Task brief | All lines from the one containing "The two path" down to the one containing "round-trip through the", both ends included, are to be given again exactly; omit the rest of the listing below.

Supplied data START

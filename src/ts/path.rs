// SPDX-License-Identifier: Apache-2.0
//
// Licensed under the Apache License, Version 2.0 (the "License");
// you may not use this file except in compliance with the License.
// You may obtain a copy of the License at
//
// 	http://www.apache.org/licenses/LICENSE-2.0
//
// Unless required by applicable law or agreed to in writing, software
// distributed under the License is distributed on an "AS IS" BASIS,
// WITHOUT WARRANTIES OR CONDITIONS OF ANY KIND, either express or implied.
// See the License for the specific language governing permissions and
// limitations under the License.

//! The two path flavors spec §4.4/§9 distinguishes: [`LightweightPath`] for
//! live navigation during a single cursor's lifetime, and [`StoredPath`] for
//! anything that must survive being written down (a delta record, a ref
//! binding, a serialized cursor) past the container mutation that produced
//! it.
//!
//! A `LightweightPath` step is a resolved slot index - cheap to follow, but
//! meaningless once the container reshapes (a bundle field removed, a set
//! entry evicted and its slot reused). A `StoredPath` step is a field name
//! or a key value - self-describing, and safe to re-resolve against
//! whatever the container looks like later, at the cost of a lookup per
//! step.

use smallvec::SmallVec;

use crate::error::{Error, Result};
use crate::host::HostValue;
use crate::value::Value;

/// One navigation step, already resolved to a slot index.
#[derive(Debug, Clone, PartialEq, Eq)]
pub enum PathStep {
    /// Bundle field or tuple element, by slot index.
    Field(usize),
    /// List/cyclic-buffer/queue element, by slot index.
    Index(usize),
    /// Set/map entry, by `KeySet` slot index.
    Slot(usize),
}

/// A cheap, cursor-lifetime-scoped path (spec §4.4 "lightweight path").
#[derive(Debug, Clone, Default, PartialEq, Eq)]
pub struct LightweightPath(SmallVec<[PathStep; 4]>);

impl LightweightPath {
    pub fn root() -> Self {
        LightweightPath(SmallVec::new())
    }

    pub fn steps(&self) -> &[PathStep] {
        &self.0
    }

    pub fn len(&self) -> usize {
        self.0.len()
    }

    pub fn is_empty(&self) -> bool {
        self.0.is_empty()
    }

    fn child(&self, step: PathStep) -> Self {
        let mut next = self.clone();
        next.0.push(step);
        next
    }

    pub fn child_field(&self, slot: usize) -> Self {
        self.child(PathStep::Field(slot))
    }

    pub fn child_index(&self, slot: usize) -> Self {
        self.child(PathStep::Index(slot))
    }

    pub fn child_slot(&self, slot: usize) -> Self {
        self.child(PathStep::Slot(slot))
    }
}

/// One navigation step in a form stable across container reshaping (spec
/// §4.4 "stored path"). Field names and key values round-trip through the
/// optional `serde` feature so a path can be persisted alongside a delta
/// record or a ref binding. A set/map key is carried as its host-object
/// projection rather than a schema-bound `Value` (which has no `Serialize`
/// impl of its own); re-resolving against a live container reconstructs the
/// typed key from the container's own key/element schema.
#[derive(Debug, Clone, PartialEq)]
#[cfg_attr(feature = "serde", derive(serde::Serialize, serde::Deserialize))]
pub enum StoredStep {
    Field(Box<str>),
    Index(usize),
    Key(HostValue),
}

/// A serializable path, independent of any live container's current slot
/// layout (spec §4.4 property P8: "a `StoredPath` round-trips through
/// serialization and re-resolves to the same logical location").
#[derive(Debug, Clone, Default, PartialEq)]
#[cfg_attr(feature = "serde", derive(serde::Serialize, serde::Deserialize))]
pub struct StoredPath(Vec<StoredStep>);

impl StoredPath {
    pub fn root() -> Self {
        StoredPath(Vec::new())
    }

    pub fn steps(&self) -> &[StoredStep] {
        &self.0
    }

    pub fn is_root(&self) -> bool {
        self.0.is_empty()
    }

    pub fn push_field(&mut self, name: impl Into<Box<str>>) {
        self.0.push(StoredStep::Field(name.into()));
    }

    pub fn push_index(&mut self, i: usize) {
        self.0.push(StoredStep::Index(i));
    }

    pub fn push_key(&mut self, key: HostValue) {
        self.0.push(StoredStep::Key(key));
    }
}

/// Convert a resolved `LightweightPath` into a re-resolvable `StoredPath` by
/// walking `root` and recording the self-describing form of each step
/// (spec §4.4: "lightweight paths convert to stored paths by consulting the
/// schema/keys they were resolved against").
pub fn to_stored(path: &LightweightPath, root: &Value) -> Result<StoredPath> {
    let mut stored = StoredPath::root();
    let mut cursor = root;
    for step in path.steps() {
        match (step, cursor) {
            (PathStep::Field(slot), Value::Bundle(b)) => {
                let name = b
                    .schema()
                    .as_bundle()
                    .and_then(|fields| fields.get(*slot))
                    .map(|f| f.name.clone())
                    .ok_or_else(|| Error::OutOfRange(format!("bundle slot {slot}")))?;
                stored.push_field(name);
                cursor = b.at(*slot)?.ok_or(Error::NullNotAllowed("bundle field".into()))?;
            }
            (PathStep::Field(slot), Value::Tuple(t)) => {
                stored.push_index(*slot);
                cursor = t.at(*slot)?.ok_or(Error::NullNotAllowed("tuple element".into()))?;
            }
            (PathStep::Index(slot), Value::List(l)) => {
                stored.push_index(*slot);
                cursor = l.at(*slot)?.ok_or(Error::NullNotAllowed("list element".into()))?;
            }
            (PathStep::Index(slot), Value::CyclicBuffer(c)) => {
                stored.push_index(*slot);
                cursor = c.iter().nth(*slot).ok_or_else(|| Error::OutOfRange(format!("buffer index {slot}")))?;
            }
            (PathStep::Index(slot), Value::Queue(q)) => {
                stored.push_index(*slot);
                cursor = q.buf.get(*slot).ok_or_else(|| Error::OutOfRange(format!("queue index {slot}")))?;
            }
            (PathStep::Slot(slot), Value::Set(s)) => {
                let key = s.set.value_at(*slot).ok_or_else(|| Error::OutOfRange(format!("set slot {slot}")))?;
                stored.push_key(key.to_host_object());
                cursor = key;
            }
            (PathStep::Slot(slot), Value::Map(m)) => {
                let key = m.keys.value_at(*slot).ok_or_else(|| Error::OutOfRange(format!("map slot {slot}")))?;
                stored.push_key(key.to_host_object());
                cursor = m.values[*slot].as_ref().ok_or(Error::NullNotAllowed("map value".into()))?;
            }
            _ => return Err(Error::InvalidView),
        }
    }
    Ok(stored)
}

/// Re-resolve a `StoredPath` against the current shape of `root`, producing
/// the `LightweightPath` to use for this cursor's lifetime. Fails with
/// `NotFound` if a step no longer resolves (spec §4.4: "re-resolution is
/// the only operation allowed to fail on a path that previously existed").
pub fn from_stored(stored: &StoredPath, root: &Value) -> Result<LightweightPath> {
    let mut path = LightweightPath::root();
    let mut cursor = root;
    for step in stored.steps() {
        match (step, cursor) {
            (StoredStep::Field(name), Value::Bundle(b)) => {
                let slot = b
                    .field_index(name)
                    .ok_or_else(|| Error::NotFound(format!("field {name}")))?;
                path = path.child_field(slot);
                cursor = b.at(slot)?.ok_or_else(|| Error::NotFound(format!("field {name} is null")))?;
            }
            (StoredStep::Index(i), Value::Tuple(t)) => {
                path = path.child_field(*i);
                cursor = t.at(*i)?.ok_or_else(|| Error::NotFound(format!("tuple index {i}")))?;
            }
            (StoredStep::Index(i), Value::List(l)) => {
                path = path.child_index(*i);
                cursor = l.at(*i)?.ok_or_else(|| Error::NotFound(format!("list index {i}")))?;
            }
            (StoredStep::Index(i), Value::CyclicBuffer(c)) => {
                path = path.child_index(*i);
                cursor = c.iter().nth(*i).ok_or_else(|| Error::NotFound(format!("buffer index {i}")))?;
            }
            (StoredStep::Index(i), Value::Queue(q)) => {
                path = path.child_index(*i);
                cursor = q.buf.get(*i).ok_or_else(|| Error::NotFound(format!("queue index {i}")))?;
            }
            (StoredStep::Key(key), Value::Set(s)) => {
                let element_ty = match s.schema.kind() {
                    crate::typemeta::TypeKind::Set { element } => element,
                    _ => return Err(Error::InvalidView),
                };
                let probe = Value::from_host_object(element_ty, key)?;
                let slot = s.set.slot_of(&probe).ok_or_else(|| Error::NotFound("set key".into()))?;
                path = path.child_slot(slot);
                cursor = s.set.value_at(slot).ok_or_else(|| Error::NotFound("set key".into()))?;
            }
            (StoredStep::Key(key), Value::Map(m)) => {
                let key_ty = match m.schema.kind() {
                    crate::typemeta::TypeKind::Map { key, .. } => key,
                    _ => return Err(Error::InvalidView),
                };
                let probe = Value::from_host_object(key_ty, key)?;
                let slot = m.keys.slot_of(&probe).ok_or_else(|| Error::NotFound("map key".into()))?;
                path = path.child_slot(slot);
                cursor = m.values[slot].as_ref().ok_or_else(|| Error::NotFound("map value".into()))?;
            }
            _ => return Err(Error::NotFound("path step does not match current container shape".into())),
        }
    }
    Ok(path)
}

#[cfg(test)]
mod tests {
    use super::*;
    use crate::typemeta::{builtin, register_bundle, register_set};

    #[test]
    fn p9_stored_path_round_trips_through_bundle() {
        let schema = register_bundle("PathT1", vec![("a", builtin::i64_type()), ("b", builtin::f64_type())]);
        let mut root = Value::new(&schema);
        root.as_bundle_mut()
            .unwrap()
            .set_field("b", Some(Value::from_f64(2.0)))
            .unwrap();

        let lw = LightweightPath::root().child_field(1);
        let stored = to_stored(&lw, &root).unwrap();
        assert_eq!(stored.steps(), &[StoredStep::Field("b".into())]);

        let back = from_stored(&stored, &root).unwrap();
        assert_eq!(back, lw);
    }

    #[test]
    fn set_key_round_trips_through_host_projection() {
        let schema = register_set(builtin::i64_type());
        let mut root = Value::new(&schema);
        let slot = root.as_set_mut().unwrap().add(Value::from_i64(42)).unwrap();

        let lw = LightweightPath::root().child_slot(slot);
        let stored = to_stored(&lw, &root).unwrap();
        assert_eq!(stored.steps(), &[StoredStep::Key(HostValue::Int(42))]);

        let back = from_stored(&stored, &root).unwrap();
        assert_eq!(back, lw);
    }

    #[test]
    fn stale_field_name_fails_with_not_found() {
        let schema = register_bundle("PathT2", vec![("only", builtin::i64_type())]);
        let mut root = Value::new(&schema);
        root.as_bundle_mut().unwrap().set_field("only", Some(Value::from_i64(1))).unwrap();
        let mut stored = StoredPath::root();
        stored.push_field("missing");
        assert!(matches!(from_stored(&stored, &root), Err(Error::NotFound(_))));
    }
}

Supplied data END
Supplied data START

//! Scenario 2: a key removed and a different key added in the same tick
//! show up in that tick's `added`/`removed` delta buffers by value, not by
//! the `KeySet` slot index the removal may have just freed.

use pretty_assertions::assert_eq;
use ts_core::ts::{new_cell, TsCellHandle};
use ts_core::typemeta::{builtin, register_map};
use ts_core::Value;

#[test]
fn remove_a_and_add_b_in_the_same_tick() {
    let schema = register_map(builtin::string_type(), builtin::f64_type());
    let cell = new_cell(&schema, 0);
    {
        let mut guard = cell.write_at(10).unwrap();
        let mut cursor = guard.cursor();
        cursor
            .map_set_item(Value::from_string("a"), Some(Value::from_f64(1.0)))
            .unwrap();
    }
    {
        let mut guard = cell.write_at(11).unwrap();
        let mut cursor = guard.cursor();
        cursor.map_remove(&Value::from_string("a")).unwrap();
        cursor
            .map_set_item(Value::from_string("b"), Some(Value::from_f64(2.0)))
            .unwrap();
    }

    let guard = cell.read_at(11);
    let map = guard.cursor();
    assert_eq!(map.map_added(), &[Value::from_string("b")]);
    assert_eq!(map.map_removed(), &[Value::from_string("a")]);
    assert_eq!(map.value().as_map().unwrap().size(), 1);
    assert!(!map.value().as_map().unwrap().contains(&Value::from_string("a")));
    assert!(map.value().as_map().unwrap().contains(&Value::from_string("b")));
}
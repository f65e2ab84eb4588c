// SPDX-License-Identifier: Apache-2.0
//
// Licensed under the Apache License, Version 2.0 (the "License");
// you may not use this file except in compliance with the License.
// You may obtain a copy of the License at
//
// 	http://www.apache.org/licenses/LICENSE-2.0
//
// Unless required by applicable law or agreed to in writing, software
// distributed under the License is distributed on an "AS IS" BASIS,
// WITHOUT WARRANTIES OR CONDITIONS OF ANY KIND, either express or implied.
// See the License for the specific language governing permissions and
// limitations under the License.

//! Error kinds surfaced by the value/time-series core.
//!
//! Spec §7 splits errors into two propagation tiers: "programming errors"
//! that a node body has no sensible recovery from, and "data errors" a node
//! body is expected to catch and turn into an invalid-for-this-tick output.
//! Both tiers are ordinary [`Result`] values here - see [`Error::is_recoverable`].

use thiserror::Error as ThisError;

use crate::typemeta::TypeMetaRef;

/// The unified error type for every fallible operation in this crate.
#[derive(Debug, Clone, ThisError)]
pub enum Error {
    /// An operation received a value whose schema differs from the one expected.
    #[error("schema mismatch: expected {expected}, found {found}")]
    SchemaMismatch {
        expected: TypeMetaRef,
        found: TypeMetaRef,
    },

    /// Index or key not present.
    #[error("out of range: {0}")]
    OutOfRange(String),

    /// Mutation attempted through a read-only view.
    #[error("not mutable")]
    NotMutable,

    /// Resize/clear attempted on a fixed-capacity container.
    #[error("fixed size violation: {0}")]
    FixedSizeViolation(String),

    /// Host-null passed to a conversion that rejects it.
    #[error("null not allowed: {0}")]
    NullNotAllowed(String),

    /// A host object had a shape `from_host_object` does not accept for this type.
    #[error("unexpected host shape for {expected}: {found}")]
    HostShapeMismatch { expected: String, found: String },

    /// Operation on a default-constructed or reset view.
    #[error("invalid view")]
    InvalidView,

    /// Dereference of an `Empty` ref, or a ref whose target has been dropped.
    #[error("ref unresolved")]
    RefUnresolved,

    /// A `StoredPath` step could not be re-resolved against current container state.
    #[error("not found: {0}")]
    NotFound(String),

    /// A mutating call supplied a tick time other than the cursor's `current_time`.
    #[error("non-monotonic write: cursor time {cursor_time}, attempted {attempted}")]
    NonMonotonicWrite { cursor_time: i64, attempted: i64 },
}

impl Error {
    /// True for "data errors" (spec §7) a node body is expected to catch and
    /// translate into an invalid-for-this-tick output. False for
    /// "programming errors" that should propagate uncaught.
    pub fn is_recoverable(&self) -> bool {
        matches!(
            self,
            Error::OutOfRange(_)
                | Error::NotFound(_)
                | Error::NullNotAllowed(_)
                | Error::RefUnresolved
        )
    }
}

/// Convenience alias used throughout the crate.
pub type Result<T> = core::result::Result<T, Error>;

Supplied data END

Written answer |
//! The two path flavors spec §4.4/§9 distinguishes: [`LightweightPath`] for
//! live navigation during a single cursor's lifetime, and [`StoredPath`] for
//! anything that must survive being written down (a delta record, a ref
//! binding, a serialized cursor) past the container mutation that produced
//! it.
//!
//! A `LightweightPath` step is a resolved slot index - cheap to follow, but
//! meaningless once the container reshapes (a bundle field removed, a set
//! entry evicted and its slot reused). A `StoredPath` step is a field name
//! or a key value - self-describing, and safe to re-resolve against
//! whatever the container looks like later, at the cost of a lookup per
//! step.

use smallvec::SmallVec;

use crate::error::{Error, Result};
use crate::host::HostValue;
use crate::value::Value;

/// One navigation step, already resolved to a slot index.
#[derive(Debug, Clone, PartialEq, Eq)]
pub enum PathStep {
    /// Bundle field or tuple element, by slot index.
    Field(usize),
    /// List/cyclic-buffer/queue element, by slot index.
    Index(usize),
    /// Set/map entry, by `KeySet` slot index.
    Slot(usize),
}

/// A cheap, cursor-lifetime-scoped path (spec §4.4 "lightweight path").
#[derive(Debug, Clone, Default, PartialEq, Eq)]
pub struct LightweightPath(SmallVec<[PathStep; 4]>);

impl LightweightPath {
    pub fn root() -> Self {
        LightweightPath(SmallVec::new())
    }

    pub fn steps(&self) -> &[PathStep] {
        &self.0
    }

    pub fn len(&self) -> usize {
        self.0.len()
    }

    pub fn is_empty(&self) -> bool {
        self.0.is_empty()
    }

    fn child(&self, step: PathStep) -> Self {
        let mut next = self.clone();
        next.0.push(step);
        next
    }

    pub fn child_field(&self, slot: usize) -> Self {
        self.child(PathStep::Field(slot))
    }

    pub fn child_index(&self, slot: usize) -> Self {
        self.child(PathStep::Index(slot))
    }

    pub fn child_slot(&self, slot: usize) -> Self {
        self.child(PathStep::Slot(slot))
    }
}

/// One navigation step in a form stable across container reshaping (spec
/// §4.4 "stored path"). Field names and key values round-trip through the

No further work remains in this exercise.